*** Block opens ***
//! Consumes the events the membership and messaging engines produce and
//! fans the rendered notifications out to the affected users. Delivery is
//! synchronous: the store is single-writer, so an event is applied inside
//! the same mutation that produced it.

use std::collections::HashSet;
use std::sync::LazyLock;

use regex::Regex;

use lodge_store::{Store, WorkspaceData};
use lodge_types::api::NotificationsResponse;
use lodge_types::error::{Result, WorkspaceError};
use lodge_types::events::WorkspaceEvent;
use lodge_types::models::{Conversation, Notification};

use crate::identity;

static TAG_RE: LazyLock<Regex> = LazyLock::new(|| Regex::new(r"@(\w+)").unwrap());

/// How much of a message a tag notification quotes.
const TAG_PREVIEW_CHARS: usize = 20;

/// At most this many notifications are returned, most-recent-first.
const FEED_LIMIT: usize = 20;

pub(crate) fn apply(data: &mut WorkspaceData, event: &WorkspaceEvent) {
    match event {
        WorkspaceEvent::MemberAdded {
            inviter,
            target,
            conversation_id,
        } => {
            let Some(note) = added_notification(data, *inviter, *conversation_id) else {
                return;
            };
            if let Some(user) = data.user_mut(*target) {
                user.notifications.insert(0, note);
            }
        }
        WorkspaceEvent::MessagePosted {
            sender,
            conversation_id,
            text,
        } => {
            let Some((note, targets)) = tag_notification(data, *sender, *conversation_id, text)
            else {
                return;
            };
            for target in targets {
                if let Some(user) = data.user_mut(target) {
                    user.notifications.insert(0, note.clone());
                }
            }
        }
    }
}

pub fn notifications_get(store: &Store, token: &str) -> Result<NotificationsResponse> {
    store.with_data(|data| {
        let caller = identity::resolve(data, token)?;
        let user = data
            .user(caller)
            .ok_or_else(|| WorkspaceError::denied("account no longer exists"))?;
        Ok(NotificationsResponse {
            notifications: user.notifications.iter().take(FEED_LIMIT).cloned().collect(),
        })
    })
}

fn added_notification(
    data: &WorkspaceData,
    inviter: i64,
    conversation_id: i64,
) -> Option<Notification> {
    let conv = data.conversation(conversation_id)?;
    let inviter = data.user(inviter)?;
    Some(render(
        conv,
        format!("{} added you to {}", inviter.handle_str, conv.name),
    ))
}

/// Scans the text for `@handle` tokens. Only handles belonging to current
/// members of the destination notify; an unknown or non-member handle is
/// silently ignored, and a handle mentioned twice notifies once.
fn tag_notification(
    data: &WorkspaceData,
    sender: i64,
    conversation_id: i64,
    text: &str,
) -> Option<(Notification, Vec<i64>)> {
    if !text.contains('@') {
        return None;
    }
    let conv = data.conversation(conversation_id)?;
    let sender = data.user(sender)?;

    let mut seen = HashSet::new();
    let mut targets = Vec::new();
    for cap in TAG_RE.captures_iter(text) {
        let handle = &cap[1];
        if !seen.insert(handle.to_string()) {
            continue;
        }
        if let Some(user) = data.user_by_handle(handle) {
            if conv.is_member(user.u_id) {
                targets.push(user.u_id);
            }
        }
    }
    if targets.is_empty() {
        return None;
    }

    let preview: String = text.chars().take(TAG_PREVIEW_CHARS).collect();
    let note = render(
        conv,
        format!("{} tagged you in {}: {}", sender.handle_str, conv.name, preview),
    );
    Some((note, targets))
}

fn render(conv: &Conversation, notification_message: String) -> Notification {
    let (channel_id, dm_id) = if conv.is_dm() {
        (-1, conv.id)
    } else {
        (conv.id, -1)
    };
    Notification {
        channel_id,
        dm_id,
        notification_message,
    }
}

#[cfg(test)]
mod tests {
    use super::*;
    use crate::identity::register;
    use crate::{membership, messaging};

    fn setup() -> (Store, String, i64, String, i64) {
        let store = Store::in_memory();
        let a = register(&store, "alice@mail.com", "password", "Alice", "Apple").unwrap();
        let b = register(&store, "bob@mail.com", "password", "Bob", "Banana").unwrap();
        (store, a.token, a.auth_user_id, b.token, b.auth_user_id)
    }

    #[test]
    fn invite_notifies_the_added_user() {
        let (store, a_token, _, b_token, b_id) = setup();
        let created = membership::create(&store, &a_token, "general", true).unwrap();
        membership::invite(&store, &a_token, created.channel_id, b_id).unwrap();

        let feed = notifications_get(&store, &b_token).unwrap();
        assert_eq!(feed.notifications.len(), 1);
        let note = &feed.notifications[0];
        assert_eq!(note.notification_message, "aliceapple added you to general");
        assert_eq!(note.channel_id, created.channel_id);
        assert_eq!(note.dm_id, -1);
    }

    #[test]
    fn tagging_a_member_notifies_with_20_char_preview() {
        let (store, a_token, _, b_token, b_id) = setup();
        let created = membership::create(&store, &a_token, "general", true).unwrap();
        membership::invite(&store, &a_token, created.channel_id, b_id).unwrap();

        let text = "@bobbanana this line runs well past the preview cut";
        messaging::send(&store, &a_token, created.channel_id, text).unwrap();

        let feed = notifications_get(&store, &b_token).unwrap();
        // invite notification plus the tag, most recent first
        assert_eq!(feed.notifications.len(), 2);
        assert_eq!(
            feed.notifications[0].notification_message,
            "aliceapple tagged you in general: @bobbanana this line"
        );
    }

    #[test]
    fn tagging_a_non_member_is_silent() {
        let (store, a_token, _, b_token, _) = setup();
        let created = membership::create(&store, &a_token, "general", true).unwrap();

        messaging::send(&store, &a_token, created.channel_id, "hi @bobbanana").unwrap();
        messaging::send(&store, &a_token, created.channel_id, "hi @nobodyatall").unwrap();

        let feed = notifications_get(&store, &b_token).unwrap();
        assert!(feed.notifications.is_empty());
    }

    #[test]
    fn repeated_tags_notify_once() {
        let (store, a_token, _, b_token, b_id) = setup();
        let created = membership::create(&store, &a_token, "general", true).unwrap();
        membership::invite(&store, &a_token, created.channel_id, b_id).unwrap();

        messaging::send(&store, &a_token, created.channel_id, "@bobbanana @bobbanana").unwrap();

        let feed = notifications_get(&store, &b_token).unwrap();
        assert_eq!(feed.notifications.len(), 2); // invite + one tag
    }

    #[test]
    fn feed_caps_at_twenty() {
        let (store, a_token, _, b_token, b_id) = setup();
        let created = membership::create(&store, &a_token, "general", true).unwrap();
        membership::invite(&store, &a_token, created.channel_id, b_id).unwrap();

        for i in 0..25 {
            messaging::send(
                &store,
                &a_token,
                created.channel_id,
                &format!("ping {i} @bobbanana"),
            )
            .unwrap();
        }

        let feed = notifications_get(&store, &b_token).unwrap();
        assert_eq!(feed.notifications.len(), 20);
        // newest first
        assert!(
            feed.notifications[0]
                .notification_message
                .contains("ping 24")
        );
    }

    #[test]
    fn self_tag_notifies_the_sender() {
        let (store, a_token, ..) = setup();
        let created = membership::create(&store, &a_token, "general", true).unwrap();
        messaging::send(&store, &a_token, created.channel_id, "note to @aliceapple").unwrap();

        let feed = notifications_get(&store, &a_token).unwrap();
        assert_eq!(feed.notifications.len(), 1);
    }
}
*** Block closes ***
*** Block opens ***
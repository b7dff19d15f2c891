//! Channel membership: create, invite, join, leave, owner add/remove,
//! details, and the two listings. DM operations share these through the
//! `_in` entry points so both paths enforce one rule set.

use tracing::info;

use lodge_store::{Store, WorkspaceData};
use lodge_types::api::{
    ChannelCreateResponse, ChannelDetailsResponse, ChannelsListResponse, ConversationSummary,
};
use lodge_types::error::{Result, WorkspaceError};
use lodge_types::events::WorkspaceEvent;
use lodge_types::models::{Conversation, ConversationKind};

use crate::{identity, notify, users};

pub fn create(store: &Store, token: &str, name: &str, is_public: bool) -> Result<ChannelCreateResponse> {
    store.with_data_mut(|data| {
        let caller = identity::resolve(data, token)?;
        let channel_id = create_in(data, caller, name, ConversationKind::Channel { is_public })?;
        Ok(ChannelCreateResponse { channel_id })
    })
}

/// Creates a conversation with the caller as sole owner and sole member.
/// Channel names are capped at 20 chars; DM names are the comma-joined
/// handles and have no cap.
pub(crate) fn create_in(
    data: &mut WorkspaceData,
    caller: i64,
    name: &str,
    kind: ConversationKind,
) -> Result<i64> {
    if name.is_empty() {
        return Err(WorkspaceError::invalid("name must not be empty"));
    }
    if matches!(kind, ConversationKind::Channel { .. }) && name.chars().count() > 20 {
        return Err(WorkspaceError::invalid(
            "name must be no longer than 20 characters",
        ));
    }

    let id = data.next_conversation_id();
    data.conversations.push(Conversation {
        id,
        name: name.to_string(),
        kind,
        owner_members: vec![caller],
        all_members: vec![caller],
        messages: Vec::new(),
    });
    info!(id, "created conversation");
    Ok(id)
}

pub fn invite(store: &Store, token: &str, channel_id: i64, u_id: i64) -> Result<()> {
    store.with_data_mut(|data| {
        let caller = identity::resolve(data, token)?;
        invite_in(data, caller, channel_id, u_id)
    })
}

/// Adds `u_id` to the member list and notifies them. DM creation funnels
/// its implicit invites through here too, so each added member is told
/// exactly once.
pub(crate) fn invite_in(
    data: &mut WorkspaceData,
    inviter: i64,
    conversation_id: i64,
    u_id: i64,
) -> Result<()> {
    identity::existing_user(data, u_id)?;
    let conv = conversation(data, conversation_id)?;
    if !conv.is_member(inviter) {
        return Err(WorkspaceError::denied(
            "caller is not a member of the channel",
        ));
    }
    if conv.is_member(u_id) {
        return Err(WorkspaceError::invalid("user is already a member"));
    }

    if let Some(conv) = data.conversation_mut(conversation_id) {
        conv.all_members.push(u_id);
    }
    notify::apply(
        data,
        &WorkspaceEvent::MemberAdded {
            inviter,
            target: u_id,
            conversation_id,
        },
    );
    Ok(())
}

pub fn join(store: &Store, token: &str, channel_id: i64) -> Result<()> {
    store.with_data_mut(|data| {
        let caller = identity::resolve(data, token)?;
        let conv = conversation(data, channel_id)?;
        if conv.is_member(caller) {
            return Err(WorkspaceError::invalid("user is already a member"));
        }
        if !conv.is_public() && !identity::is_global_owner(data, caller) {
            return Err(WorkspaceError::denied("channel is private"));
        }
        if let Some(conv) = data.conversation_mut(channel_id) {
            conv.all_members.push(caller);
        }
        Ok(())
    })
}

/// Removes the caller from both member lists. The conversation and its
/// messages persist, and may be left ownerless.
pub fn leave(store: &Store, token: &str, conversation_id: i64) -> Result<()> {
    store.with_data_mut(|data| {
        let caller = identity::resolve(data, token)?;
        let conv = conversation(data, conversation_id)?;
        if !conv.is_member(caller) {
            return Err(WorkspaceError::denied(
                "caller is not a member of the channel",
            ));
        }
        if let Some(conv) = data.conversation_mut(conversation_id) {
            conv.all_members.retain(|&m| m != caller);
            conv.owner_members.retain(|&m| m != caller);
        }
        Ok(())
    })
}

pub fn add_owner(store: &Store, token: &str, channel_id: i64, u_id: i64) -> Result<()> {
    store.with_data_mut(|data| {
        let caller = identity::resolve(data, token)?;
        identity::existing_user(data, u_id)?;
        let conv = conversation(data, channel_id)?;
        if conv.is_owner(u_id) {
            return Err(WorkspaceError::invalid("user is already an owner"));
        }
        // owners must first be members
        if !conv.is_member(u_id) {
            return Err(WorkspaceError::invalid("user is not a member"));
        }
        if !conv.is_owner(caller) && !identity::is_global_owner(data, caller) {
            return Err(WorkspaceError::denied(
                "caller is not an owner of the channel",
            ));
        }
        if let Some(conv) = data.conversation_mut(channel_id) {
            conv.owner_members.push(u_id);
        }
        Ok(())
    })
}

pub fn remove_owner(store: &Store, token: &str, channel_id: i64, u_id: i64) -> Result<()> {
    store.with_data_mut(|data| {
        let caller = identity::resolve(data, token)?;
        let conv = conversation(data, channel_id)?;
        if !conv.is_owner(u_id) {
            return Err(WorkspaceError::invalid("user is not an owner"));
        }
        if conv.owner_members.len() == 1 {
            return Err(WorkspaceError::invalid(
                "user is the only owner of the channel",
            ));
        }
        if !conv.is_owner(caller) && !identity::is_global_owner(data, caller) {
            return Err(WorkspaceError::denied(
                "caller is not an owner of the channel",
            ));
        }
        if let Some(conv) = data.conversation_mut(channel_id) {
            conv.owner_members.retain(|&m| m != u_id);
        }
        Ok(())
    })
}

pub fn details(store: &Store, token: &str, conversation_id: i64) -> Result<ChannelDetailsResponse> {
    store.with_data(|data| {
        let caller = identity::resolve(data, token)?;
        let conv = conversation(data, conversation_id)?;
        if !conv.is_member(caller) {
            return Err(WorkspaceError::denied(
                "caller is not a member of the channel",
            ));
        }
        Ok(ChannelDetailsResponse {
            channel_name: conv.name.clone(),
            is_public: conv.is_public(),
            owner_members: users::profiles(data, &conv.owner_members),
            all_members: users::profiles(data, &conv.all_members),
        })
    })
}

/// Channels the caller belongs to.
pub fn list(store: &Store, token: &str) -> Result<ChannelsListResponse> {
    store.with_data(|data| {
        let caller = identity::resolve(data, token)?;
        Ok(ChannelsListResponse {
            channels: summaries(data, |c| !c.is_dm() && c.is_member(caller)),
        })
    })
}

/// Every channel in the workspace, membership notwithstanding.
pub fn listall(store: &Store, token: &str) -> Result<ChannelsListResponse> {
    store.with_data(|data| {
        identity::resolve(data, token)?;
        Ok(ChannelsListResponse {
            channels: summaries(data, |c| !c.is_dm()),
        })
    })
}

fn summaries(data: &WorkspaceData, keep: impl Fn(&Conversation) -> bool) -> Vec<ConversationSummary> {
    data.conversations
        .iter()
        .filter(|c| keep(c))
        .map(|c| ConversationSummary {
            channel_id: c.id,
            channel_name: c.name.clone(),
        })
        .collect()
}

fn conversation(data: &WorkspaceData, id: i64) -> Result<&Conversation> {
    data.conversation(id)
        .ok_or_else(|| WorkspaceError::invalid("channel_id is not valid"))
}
*** Block closes ***
TASK ITEM
List the lines of the entries that include "ChannelDetailsResponse".

ANSWER SPACE
    ChannelCreateResponse, ChannelDetailsResponse, ChannelsListResponse, ConversationSummary,
pub fn details(store: &Store, token: &str, conversation_id: i64) -> Result<ChannelDetailsResponse> {
        Ok(ChannelDetailsResponse {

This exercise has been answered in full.